Malgré cette discussion difficile, Vincent passait un agréable moment avec Rebecca. Il admirait sa simplicité. Quand elle s’adressait aux commerçants, elle ne jouait pas la comédie, elle semblait si naturelle qu’il se faisait discret pour l’observer, les écouter, les commerçants et elle.

Jack ? se demanda-t-il. Il ne connaissait pas assez bien Rebecca. Un instant, il s’inquiéta que ce soit son compagnon, mais elle proposa de lui faire rencontrer son frère.

— Jack ? Jack Clark ! Oh ! Jack Clark est ton frère. Oui, Peterson, je comprends. Pour Jane… Oui…

Les mots de Vincent étaient confus, désordonnés, mais ils révélaient son cheminement de pensée. Vincent ne parlait jamais de sa vie privée, mais pour autant, il avait une oreille attentive à ses collègues. Plusieurs ont divorcé, toutes celles qui ont gardé leur nom marital l’ont fait pour leurs enfants. En tout cas, les propos de Rebecca à propos de son frère l’amusait. Jack Clark avait des qualités, mais comme Vincent le disait si bien :

— Rencontrer Jack ? Euh, si toi tu y tiens, avec plaisir. Mais moi, ce n'est pas lui que je viens écouter.
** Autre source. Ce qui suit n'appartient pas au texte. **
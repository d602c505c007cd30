//! Append-only bid ledger with the outbid chain.
//!
//! One ledger per auction, one book per player. The single-active invariant
//! is enforced structurally at insert time: placing a bid marks the previous
//! active bid `Outbid` and links it as the new bid's predecessor in the same
//! step, so there is no window where two bids are simultaneously active and
//! `highest` is an index lookup rather than a scan.

use std::collections::HashMap;

use chrono::Utc;
use openauction_types::{AuctionError, AuctionId, Bid, BidId, BidStatus, PlayerId, Result, TeamId};
use rust_decimal::Decimal;

/// Per-player bid book.
#[derive(Debug, Clone, Default)]
struct PlayerBook {
    /// Append-only history in sequence order.
    bids: Vec<Bid>,
    /// Index of the unique Active or Won bid, if any.
    standing: Option<usize>,
    /// Next sequence number, strictly increasing per player.
    next_seq: u64,
}

/// The bid history for one auction.
#[derive(Debug, Clone)]
pub struct BidLedger {
    auction_id: AuctionId,
    books: HashMap<PlayerId, PlayerBook>,
}

impl BidLedger {
    #[must_use]
    pub fn new(auction_id: AuctionId) -> Self {
        Self {
            auction_id,
            books: HashMap::new(),
        }
    }

    /// Insert a new active bid, superseding the previous active bid if one
    /// exists. Assigns the next sequence number and derives the bid id from
    /// the ledger position. Amount validation happens in the state machine
    /// before this is called.
    ///
    /// # Errors
    /// `PlayerAlreadySold` when the standing bid was settled as won; a
    /// settled book accepts no further bids until a reset purges it.
    pub fn place(&mut self, player_id: PlayerId, team_id: TeamId, amount: Decimal) -> Result<Bid> {
        let auction_id = self.auction_id;
        let book = self.books.entry(player_id).or_default();

        let predecessor = match book.standing.map(|idx| &mut book.bids[idx]) {
            Some(prior) if prior.status == BidStatus::Won => {
                return Err(AuctionError::PlayerAlreadySold(player_id));
            }
            Some(prior) => {
                prior.status = BidStatus::Outbid;
                Some(prior.id)
            }
            None => None,
        };

        let sequence = book.next_seq;
        book.next_seq += 1;

        let bid = Bid {
            id: BidId::deterministic(auction_id, player_id, sequence),
            auction_id,
            player_id,
            team_id,
            amount,
            status: BidStatus::Active,
            sequence,
            outbid: predecessor,
            placed_at: Utc::now(),
        };
        book.bids.push(bid.clone());
        book.standing = Some(book.bids.len() - 1);
        Ok(bid)
    }

    /// The unique Active bid for a player, if one is standing.
    #[must_use]
    pub fn active_bid(&self, player_id: PlayerId) -> Option<&Bid> {
        self.standing_bid(player_id)
            .filter(|b| b.status == BidStatus::Active)
    }

    /// The unique Active or Won bid for a player. Settlement reads this;
    /// it is an index lookup, consistent with the insert-time invariant.
    #[must_use]
    pub fn highest(&self, player_id: PlayerId) -> Option<&Bid> {
        self.standing_bid(player_id)
    }

    /// Settle the active bid as won. Returns the settled bid, or `None`
    /// when no bid is active (the unsold path).
    pub fn mark_won(&mut self, player_id: PlayerId) -> Option<Bid> {
        let book = self.books.get_mut(&player_id)?;
        let idx = book.standing?;
        let bid = &mut book.bids[idx];
        if bid.status != BidStatus::Active {
            return None;
        }
        bid.status = BidStatus::Won;
        Some(bid.clone())
    }

    /// Forfeit the active bid (administrative skip). Returns the withdrawn
    /// bid, or `None` when no bid was active.
    pub fn forfeit_active(&mut self, player_id: PlayerId) -> Option<Bid> {
        let book = self.books.get_mut(&player_id)?;
        let idx = book.standing.take()?;
        let bid = &mut book.bids[idx];
        if bid.status != BidStatus::Active {
            book.standing = Some(idx);
            return None;
        }
        bid.status = BidStatus::Withdrawn;
        Some(bid.clone())
    }

    /// Full bid history for a player, in sequence order.
    #[must_use]
    pub fn bids_for(&self, player_id: PlayerId) -> &[Bid] {
        self.books
            .get(&player_id)
            .map_or(&[], |book| book.bids.as_slice())
    }

    /// Purge every bid in this auction. Only an explicit reset calls this.
    pub fn purge(&mut self) {
        self.books.clear();
    }

    /// Total number of bids across all players.
    #[must_use]
    pub fn len(&self) -> usize {
        self.books.values().map(|b| b.bids.len()).sum()
    }

    /// Whether no bids have been placed.
    #[must_use]
    pub fn is_empty(&self) -> bool {
        self.books.values().all(|b| b.bids.is_empty())
    }

    fn standing_bid(&self, player_id: PlayerId) -> Option<&Bid> {
        let book = self.books.get(&player_id)?;
        book.standing.map(|idx| &book.bids[idx])
    }
}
Vincent avait déjà entendu quelques discours de Jack Clark. Il ne manquait ni d’éloquence ni de charisme, mais ses discours ne touchaient pas l’homme d’affaires, encore moins le dirigeant d’entreprise. Du point de vue économique, les idées de Vincent avaient plus d’accointance avec les conservateurs, même s’il ne mettra jamais un bulletin conservateur dans l’urne.

— Non merci, je ne cuisine plus.

Drôle d’aveu de la part de Vincent. La cuisine faisait partie de sa vie précédente. Il aimait inviter du monde quelques amis en petit comité à la maison et cuisiner tout en mangeant autour de l’îlot de leur gigantesque cuisine. Il ne cuisinait pas pour de bonnes raisons. Le goût, les saveurs comptaient, mais il aimait surtout les retours qu’on faisait à sa femme : Tu as épousé l’homme parfait. Et il cuisine en plus ! etc. etc.

Depuis qu’il vivait seul, il ne mangeait plus qu’au restaurant et, le soir, son assistante variait les fast-foods et les lui faisait livrer par ses propres employés, ceux de son entreprise de livraison. Il ne cuisinait plus donc. Pourtant, il avait aimé, lui aussi était un être plein de contradictions. Il découvrit une autre facette de Rebecca et s’effaça un peu pour l’observer, presque comme un journaliste, un journaliste conquis. Elle ne feignait pas. On sentait qu’elle avait ses habitudes et ces habitudes-là ne pouvaient pas être dictées par l’unique désir de gagner quelques voix. Elles venaient souvent ici par plaisir, par désir, parce que c’était sa vie à elle. Il appréciait d’autant plus son invitation à partager cet instant. Il l’écouta discuter sans l’interrompre.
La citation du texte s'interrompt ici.